TASK DETAILS: Your answer should consist of each line below that contains the string "impl".

[[ MATERIAL PROVIDED, beginning ]]

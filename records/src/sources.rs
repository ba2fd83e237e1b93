// Copyright (c) 2020 White Leaf
//
// This software is released under the MIT License.
// https://opensource.org/licenses/MIT

use crate::chunks::LazyChunks;
use crate::error::ErrorKind;
use crate::raw::{RawKaggleMovie, RawRating, RawWikiMovie};
use anyhow::{Context, Error};
use serde_json::Value as Json;
use std::fs::File;
use std::io::BufReader;
use std::path::Path;

/// Read the Wikipedia export, a JSON array of infobox objects
pub fn read_wiki_movies(path: impl AsRef<Path>) -> Result<Vec<RawWikiMovie>, Error> {
    let path = path.as_ref();
    let file = File::open(path).with_context(|| format!("Couldn't open {}", path.display()))?;
    let reader = BufReader::new(file);

    let parsed: Json = serde_json::from_reader(reader)
        .with_context(|| format!("Invalid JSON in {}", path.display()))?;

    let entries = match parsed {
        Json::Array(entries) => entries,
        _ => return Err(ErrorKind::NotAnArray.into()),
    };

    entries
        .into_iter()
        .enumerate()
        .map(|(idx, entry)| match entry {
            Json::Object(fields) => Ok(RawWikiMovie::new(fields)),
            _ => Err(ErrorKind::NotAnObject(idx).into()),
        })
        .collect()
}

/// Rows read from the metadata file plus the number of malformed ones
#[derive(Debug, Clone, Default)]
pub struct KaggleRows {
    pub rows: Vec<RawKaggleMovie>,
    pub skipped: usize,
}

pub fn read_kaggle_metadata(path: impl AsRef<Path>) -> Result<KaggleRows, Error> {
    let path = path.as_ref();
    let mut csv = csv::ReaderBuilder::new()
        .has_headers(true)
        .delimiter(b',')
        .from_path(path)
        .with_context(|| format!("Couldn't open {}", path.display()))?;

    let headers = csv.headers()?.clone();
    for column in &["adult", "id", "imdb_id", "budget"] {
        if !headers.iter().any(|h| h == *column) {
            return Err(ErrorKind::MissingColumn(*column).into());
        }
    }

    let mut kaggle = KaggleRows::default();
    for record in csv.deserialize::<RawKaggleMovie>() {
        match record {
            Ok(record) => kaggle.rows.push(record),
            Err(e) => {
                if let csv::ErrorKind::Io(_) = e.kind() {
                    return Err(e.into());
                }

                log::debug!("Skipping malformed metadata row: {}", e);
                kaggle.skipped += 1;
            }
        }
    }

    Ok(kaggle)
}

pub type RatingChunks = LazyChunks<File, RawRating>;

/// Stream `ratings.csv` by chunks, it's usually too big to hold at once
pub fn rating_chunks(path: impl AsRef<Path>, chunk_size: usize) -> Result<RatingChunks, Error> {
    let path = path.as_ref();
    let csv = csv::ReaderBuilder::new()
        .has_headers(true)
        .delimiter(b',')
        .from_path(path)
        .with_context(|| format!("Couldn't open {}", path.display()))?;

    Ok(LazyChunks::new(csv, chunk_size))
}

#[cfg(test)]
mod tests {
    use super::*;
    use anyhow::Error;
    use std::io::Write;
    use tempfile::NamedTempFile;

    fn fixture(contents: &str) -> Result<NamedTempFile, Error> {
        let mut file = NamedTempFile::new()?;
        file.write_all(contents.as_bytes())?;
        file.flush()?;
        Ok(file)
    }

    #[test]
    fn reads_wiki_objects() -> Result<(), Error> {
        let file = fixture(
            r#"[
                {"title": "Ghost", "imdb_link": "https://www.imdb.com/title/tt0099653/"},
                {"title": "Tremors", "Directed by": "Ron Underwood"}
            ]"#,
        )?;

        let movies = read_wiki_movies(file.path())?;
        assert_eq!(movies.len(), 2);
        assert_eq!(movies[1].text("Directed by", " ").as_deref(), Some("Ron Underwood"));

        Ok(())
    }

    #[test]
    fn wiki_entries_must_be_objects() -> Result<(), Error> {
        let file = fixture(r#"[{"title": "Ghost"}, "oops"]"#)?;
        assert!(read_wiki_movies(file.path()).is_err());

        let file = fixture(r#"{"title": "Ghost"}"#)?;
        assert!(read_wiki_movies(file.path()).is_err());

        Ok(())
    }

    #[test]
    fn malformed_metadata_rows_are_skipped() -> Result<(), Error> {
        let file = fixture(
            "adult,budget,id,imdb_id,title,video\n\
             False,30000000,862,tt0114709,Toy Story,False\n\
             False,oops\n\
             False,65000000,8844,tt0113497,Jumanji,False\n",
        )?;

        let kaggle = read_kaggle_metadata(file.path())?;
        assert_eq!(kaggle.rows.len(), 2);
        assert_eq!(kaggle.skipped, 1);
        assert_eq!(kaggle.rows[1].title, "Jumanji");
        // Columns absent from the file default to empty cells
        assert_eq!(kaggle.rows[0].revenue, "");

        Ok(())
    }

    #[test]
    fn metadata_requires_key_columns() -> Result<(), Error> {
        let file = fixture("title,video\nToy Story,False\n")?;
        assert!(read_kaggle_metadata(file.path()).is_err());

        Ok(())
    }

    #[test]
    fn ratings_come_in_chunks() -> Result<(), Error> {
        let file = fixture(
            "userId,movieId,rating,timestamp\n\
             1,110,1.0,1425941529\n\
             1,147,4.5,1425942435\n\
             1,858,five,1425941523\n\
             1,1221,5.0,1425941546\n\
             2,1246,5.0,1425941556\n",
        )?;

        let mut chunks = rating_chunks(file.path(), 2)?;
        let sizes: Vec<usize> = chunks
            .by_ref()
            .map(|chunk| chunk.map(|c| c.len()))
            .collect::<Result<_, _>>()?;

        assert_eq!(sizes, vec![2, 2]);
        assert_eq!(chunks.skipped(), 1);

        Ok(())
    }
}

[[ MATERIAL PROVIDED, end ]]

FINISHED EXERCISE:
pub fn read_wiki_movies(path: impl AsRef<Path>) -> Result<Vec<RawWikiMovie>, Error> {
pub fn read_kaggle_metadata(path: impl AsRef<Path>) -> Result<KaggleRows, Error> {
pub fn rating_chunks(path: impl AsRef<Path>, chunk_size: usize) -> Result<RatingChunks, Error> {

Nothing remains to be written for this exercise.